Let's say we want to verify it by the definition. Hence
$$\big|\dfrac{1 - \cos(x)}{3\sin^2(x)} - \frac{1}{6}\big| < \epsilon$$
$$\big|\dfrac{2 - 2\cos(x) - \sin^2(x)}{6\sin^2(x)}\big| < \epsilon$$
What would come into my mind is to use estimations but this wouldn't work because I am not treating a succession (where $n\to+\infty$ hence I can use $|\sin(n)| = 1$ and similar trick).
So how would one reason with a case like this?
I tried to rewrite the numerator in cosine terms only, and then I managed to rewrite it as
$$1 - 2\cos(x) + \cos^2(x) \to (\cos(x) - 1)^2$$
forgetting about periodicity of the solutions (the associate equation $y^2 - 2y + 1 = 0$ would give $t = 1$ hence $x = \frac{\pi}{4} + 2k\pi$ as a solution), so:
$$\big|\dfrac{(\cos(x)-1)^2}{6\sin^2(x)}\big| < \epsilon$$
But now the absolute value is meaningless since numerator and denominator are always positive (?), so how to proceed?
$ \newcommand{\R}{\mathbb{R}} $ We have to show that $$ \forall \epsilon > 0: \exists \delta \in (0, \pi/2]: \forall x \in \R\setminus\{0\}: (|x| < \delta \Rightarrow |f(x)| < \epsilon) $$ where $$ f(x) = \dfrac{(1 - \cos x)^2}{6 \sin^2 x} = \dfrac{(1 - \cos x)^2}{6(1- \cos^2 x)} $$ Let $ t = \cos x$. Then, because $ t \neq 1 $ whenever $x \neq 0$ and $ |x| < \pi/2 $,
$$ f(x) = \dfrac{(1 - t)^2}{6(1- t^2)} = \dfrac{(1 - t)}{6(1 + t)} = \dfrac{(2 -1 - t)}{6(1 + t)} = \dfrac{1}{3(1 + t)} - \dfrac{1}{6} $$ $f(x)$ strictly decreases w.r.t. $t$.

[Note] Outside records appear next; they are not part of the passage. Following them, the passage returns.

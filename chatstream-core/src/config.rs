use serde::{Deserialize, Serialize};
use std::{fs, path::Path, time::Duration};

use crate::persistence::STREAM_STATE_PREFIX;

#[derive(Debug, Serialize, Deserialize, Clone, PartialEq, Eq)]
pub struct EndpointCfg {
    /// Base URL of an OpenAI-compatible API, without the `/v1/...` path.
    pub base_url: String,
    /// Name of the environment variable that contains the API key.
    pub api_key_env: String,
    /// Model used when the caller does not pick one.
    pub model: String,
}

#[derive(Debug, Serialize, Deserialize, Clone, Copy, PartialEq, Eq)]
#[serde(rename_all = "lowercase")]
pub enum FsyncPolicy {
    Off,
    Commit,
    Always,
}

fn default_fsync() -> FsyncPolicy {
    FsyncPolicy::Commit
}
fn default_key_prefix() -> String {
    STREAM_STATE_PREFIX.to_string()
}

#[derive(Debug, Serialize, Deserialize, Clone, PartialEq, Eq)]
pub struct PersistenceCfg {
    /// Snapshot directory. `None` keeps snapshots in memory only.
    #[serde(default)]
    pub dir: Option<String>,
    #[serde(default = "default_fsync")]
    pub fsync: FsyncPolicy,
    #[serde(default = "default_key_prefix")]
    pub key_prefix: String,
}

impl Default for PersistenceCfg {
    fn default() -> Self {
        Self {
            dir: None,
            fsync: default_fsync(),
            key_prefix: default_key_prefix(),
        }
    }
}

#[derive(Debug, Serialize, Deserialize, Clone, PartialEq, Eq)]
pub struct RenderCfg {
    /// Minimum spacing between two UI renders while streaming (default 200ms)
    #[serde(default = "default_render_interval_ms")]
    pub interval_ms: u64,
}

impl Default for RenderCfg {
    fn default() -> Self {
        Self {
            interval_ms: default_render_interval_ms(),
        }
    }
}

impl RenderCfg {
    pub fn interval(&self) -> Duration {
        Duration::from_millis(self.interval_ms)
    }
}

fn default_render_interval_ms() -> u64 {
    200
}

#[derive(Debug, Serialize, Deserialize, Clone, PartialEq, Eq)]
pub struct StreamsCfg {
    /// How long a completed record stays readable before removal (default 5000ms)
    #[serde(default = "default_cleanup_grace_ms")]
    pub cleanup_grace_ms: u64,
}

impl Default for StreamsCfg {
    fn default() -> Self {
        Self {
            cleanup_grace_ms: default_cleanup_grace_ms(),
        }
    }
}

impl StreamsCfg {
    pub fn cleanup_grace(&self) -> Duration {
        Duration::from_millis(self.cleanup_grace_ms)
    }
}

fn default_cleanup_grace_ms() -> u64 {
    5_000
}

#[derive(Debug, Serialize, Deserialize, Clone, PartialEq, Eq)]
pub struct HttpCfg {
    /// TCP connect timeout in milliseconds (default 5000ms)
    #[serde(default = "default_connect_timeout_ms")]
    pub connect_timeout_ms: u64,
    /// Total request timeout in milliseconds. Long generations need a generous
    /// value; `None` disables it (default 300000ms).
    #[serde(default = "default_request_timeout_ms")]
    pub request_timeout_ms: Option<u64>,
    /// Optional per-host idle connection pool cap (None = reqwest default)
    #[serde(default)]
    pub pool_max_idle_per_host: Option<usize>,
}

impl Default for HttpCfg {
    fn default() -> Self {
        Self {
            connect_timeout_ms: default_connect_timeout_ms(),
            request_timeout_ms: default_request_timeout_ms(),
            pool_max_idle_per_host: None,
        }
    }
}

fn default_connect_timeout_ms() -> u64 {
    5_000
}
fn default_request_timeout_ms() -> Option<u64> {
    Some(300_000)
}

#[derive(Debug, Serialize, Deserialize, Clone, PartialEq, Eq)]
pub struct Config {
    pub endpoint: EndpointCfg,
    #[serde(default)]
    pub persistence: PersistenceCfg,
    #[serde(default)]
    pub render: RenderCfg,
    #[serde(default)]
    pub streams: StreamsCfg,
    /// HTTP client configuration (timeouts, pooling). Missing → defaults.
    #[serde(default)]
    pub http: HttpCfg,
}

impl Config {
    /// Load a Config from a file path (JSON or TOML by extension). If the
    /// extension is missing or unrecognized, try JSON first, then TOML.
    pub fn from_path<P: AsRef<Path>>(path: P) -> crate::error::CoreResult<Self> {
        let path = path.as_ref();
        let bytes = fs::read(path).map_err(crate::error::ChatStreamError::from)?;
        let s = std::str::from_utf8(&bytes)
            .map_err(|e| crate::error::ChatStreamError::Other(e.into()))?;
        let cfg: Self = match path.extension().and_then(|e| e.to_str()) {
            Some("json") => serde_json::from_str::<Self>(s)
                .map_err(|e| crate::error::ChatStreamError::Other(e.into()))?,
            Some("toml") => toml::from_str::<Self>(s)
                .map_err(|e| crate::error::ChatStreamError::Other(e.into()))?,
            _ => serde_json::from_str::<Self>(s)
                .map_err(|e| crate::error::ChatStreamError::Other(e.into()))
                .or_else(|_| {
                    toml::from_str::<Self>(s)
                        .map_err(|e| crate::error::ChatStreamError::Other(e.into()))
                })?,
        };
        cfg.validate()?;
        Ok(cfg)
    }

    pub fn validate(&self) -> crate::error::CoreResult<()> {
        if self.render.interval_ms == 0 {
            return Err(crate::error::ChatStreamError::Validation(
                "render.interval_ms must be positive".into(),
            ));
        }
        if self.endpoint.base_url.trim().is_empty() {
            return Err(crate::error::ChatStreamError::Validation(
                "endpoint.base_url is empty".into(),
            ));
        }
        Ok(())
    }

    /// Configuration for a local OpenAI-compatible server with in-memory snapshots.
    pub fn local(base_url: impl Into<String>, model: impl Into<String>) -> Self {
        Self {
            endpoint: EndpointCfg {
                base_url: base_url.into(),
                api_key_env: "OPENAI_API_KEY".into(),
                model: model.into(),
            },
            persistence: PersistenceCfg::default(),
            render: RenderCfg::default(),
            streams: StreamsCfg::default(),
            http: HttpCfg::default(),
        }
    }
}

Find $t$ that makes $f(x) = \epsilon$. After all, $t = 2/(6\epsilon + 1) - 1$. Since $ t = \cos x$, choosing
$$ \delta = \arccos \left(\dfrac{2}{6\min\{\epsilon, 1/6\} + 1} - 1 \right) $$ proves the claim. I think you can show that $\delta$ is an increasing function of $\epsilon$.